With just a simple painting, you can enjoy the flavours of a far-off land or rediscover the urban and rural landscape around you. Or, even better, venture through the landscapes of a strange abyss. Whether an experienced traveller or a dreamy adventurer, KAZoART has something to take you on a journey! Let your spirit wander through our collection of stunning landscape paintings, including large landscape wall art, all produced by our artists.
Landscape painting refers to the depiction of nature (forests, mountains, rivers, valleys, plains, fields, seas, etc.) and, more widely, any space surrounding humankind (architecture, cities, etc.). Landscapes take on a thousand faces and features depending on the age in which they are expressed. In their landscape paintings, painters can choose to depict the landscape as it is, acting as a naturalist, or to see the landscape simply as a décor framing a scene from life.
Landscape paintings can also have their own meanings related to artistic movements.

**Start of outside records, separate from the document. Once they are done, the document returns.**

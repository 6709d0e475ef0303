// Copyright (c) 2024-present, fjall-rs
// This source code is licensed under both the Apache 2.0 and MIT License
// (found in the LICENSE-* files in the repository)

//! The `InternalIterator` capability set and the multi-source merging
//! iterator built on top of it.

mod merging_iterator;
mod vec_iter;

pub use merging_iterator::{ChildHandle, Level, MergingIterator};
pub use vec_iter::VecIterator;

use crate::key::InternalKey;
use crate::UserValue;

/// A single capability set shared by every child iterator the merging
/// iterator consumes, whether it wraps a memtable skiplist cursor or a table
/// reader's block iterator.
///
/// Per the design note replacing deep virtual-dispatch hierarchies: concrete
/// iterators implement this interface directly rather than inheriting from a
/// common base, so a table's specialized block iterator is just a struct
/// implementing `InternalIterator`, not a subclass of one.
pub trait InternalIterator {
    /// Positions at the first key `>= target`.
    fn seek(&mut self, target: &InternalKey) -> crate::Result<()>;

    /// Positions at the last key `<= target`.
    fn seek_for_prev(&mut self, target: &InternalKey) -> crate::Result<()>;

    /// Positions at the smallest key.
    fn seek_to_first(&mut self) -> crate::Result<()>;

    /// Positions at the largest key.
    fn seek_to_last(&mut self) -> crate::Result<()>;

    /// Advances to the next key in ascending order.
    fn next(&mut self) -> crate::Result<()>;

    /// Advances to the next key in descending order.
    fn prev(&mut self) -> crate::Result<()>;

    /// `true` if positioned on a real entry and no error has been recorded.
    fn valid(&self) -> bool;

    /// The key at the current position.
    ///
    /// # Panics
    /// May panic if called while `!valid()`.
    fn key(&self) -> &InternalKey;

    /// The value at the current position.
    ///
    /// # Panics
    /// May panic if called while `!valid()`.
    fn value(&self) -> &UserValue;

    /// The iterator's sticky status; once non-`Ok`, `valid()` must be `false`.
    fn status(&self) -> crate::Result<()>;
}
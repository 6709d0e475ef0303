// Copyright (c) 2024-present, fjall-rs
// This source code is licensed under both the Apache 2.0 and MIT License
// (found in the LICENSE-* files in the repository)

//! Range tombstones, their fragmentation into non-overlapping stacks, and a
//! truncated iterator bounding a fragmented list to one sorted run's key range.

pub mod fragmenter;
pub mod truncated_iter;

pub use fragmenter::{FragmentedTombstoneList, Fragmenter};
pub use truncated_iter::TruncatedRangeDelIterator;

use crate::{SeqNo, UserKey};
use std::cmp::Reverse;

/// A range tombstone that deletes all keys in `[start, end)` at a given sequence number.
///
/// Half-open interval: `start` is inclusive, `end` is exclusive. A key `k` is
/// covered iff `start <= k < end` and `k`'s own sequence number is `< seqno`.
#[derive(Clone, Debug, Eq, PartialEq)]
pub struct RangeTombstone {
    /// Inclusive start bound.
    pub start: UserKey,
    /// Exclusive end bound.
    pub end: UserKey,
    /// Sequence number at which this tombstone was written.
    pub seqno: SeqNo,
}

impl RangeTombstone {
    /// Creates a new range tombstone for `[start, end)` at the given seqno.
    ///
    /// # Panics (debug only)
    /// Debug-asserts that `start < end`. Callers must validate untrusted input
    /// before constructing a `RangeTombstone`.
    pub fn new(start: UserKey, end: UserKey, seqno: SeqNo) -> Self {
        debug_assert!(start < end, "range tombstone start must be < end");
        Self { start, end, seqno }
    }

    /// Returns `true` if `key` is within `[start, end)`.
    #[must_use]
    pub fn contains_key(&self, key: &[u8]) -> bool {
        self.start.as_ref() <= key && key < self.end.as_ref()
    }

    /// Returns `true` if this tombstone should suppress a KV with the given
    /// sequence number: `kv_seqno < self.seqno AND self.contains_key(key)`.
    #[must_use]
    pub fn should_suppress(&self, key: &[u8], kv_seqno: SeqNo) -> bool {
        self.contains_key(key) && kv_seqno < self.seqno
    }
}

/// Ordered by `(start asc, seqno desc, end asc)`.
///
/// The `end` tiebreaker gives deterministic ordering when two tombstones
/// share a start and seqno, which the fragmenter's sweep relies on.
impl Ord for RangeTombstone {
    fn cmp(&self, other: &Self) -> std::cmp::Ordering {
        (&self.start, Reverse(self.seqno), &self.end).cmp(&(
            &other.start,
            Reverse(other.seqno),
            &other.end,
        ))
    }
}

impl PartialOrd for RangeTombstone {
    fn partial_cmp(&self, other: &Self) -> Option<std::cmp::Ordering> {
        Some(self.cmp(other))
    }
}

With the Expressionists, for example, they could be a metaphor for the painter’s discontent (eg. Starry Night, Vincent Van Gogh), or become a world apart with the Romantics, where the atmosphere created reflects a thought and sentiment desired by the painter (eg. The Abbey in the Oakwood, Caspar David Friedrich).
Landscapes were really addressed in the Middle Ages, when the concept of organizing space and perspective gradually appeared, framing religious scenes and scenes of everyday life (eg. Les Travaux des Champs au Mois de Mars, Les Très Riches Heures, Duc de Berry). Atmospheric perspective is one of the brilliant plastic inventions of this era which, thanks to colour shading, tricks the eye into creating a notion of distance in the landscape painting.
In the Renaissance, with Brunelleschi and Vasari, landscape painting became an art form in which proportions and perspective were designed mathematically, with the introduction of the vanishing point in compositions. In the 17th century, despite not being held in high regard by the French Academy, landscapes were nonetheless present in the works of Nicolas Poussin and Rubens. These were the so-called classical landscapes which, idealized on canvas, harmoniously reproduced and alternated solids and voids.
In the 19th century, the Romantics created indoor landscapes, placing the focus on the era's taste for the Orient and a genre finally recognized with the Realists. The Impressionists played on the effects of varying light in the landscape around them in order to glorify it. Finally, the 20th century was marked by the redefinition of landscape painting, notably with the Arte Povera and Land Art movements.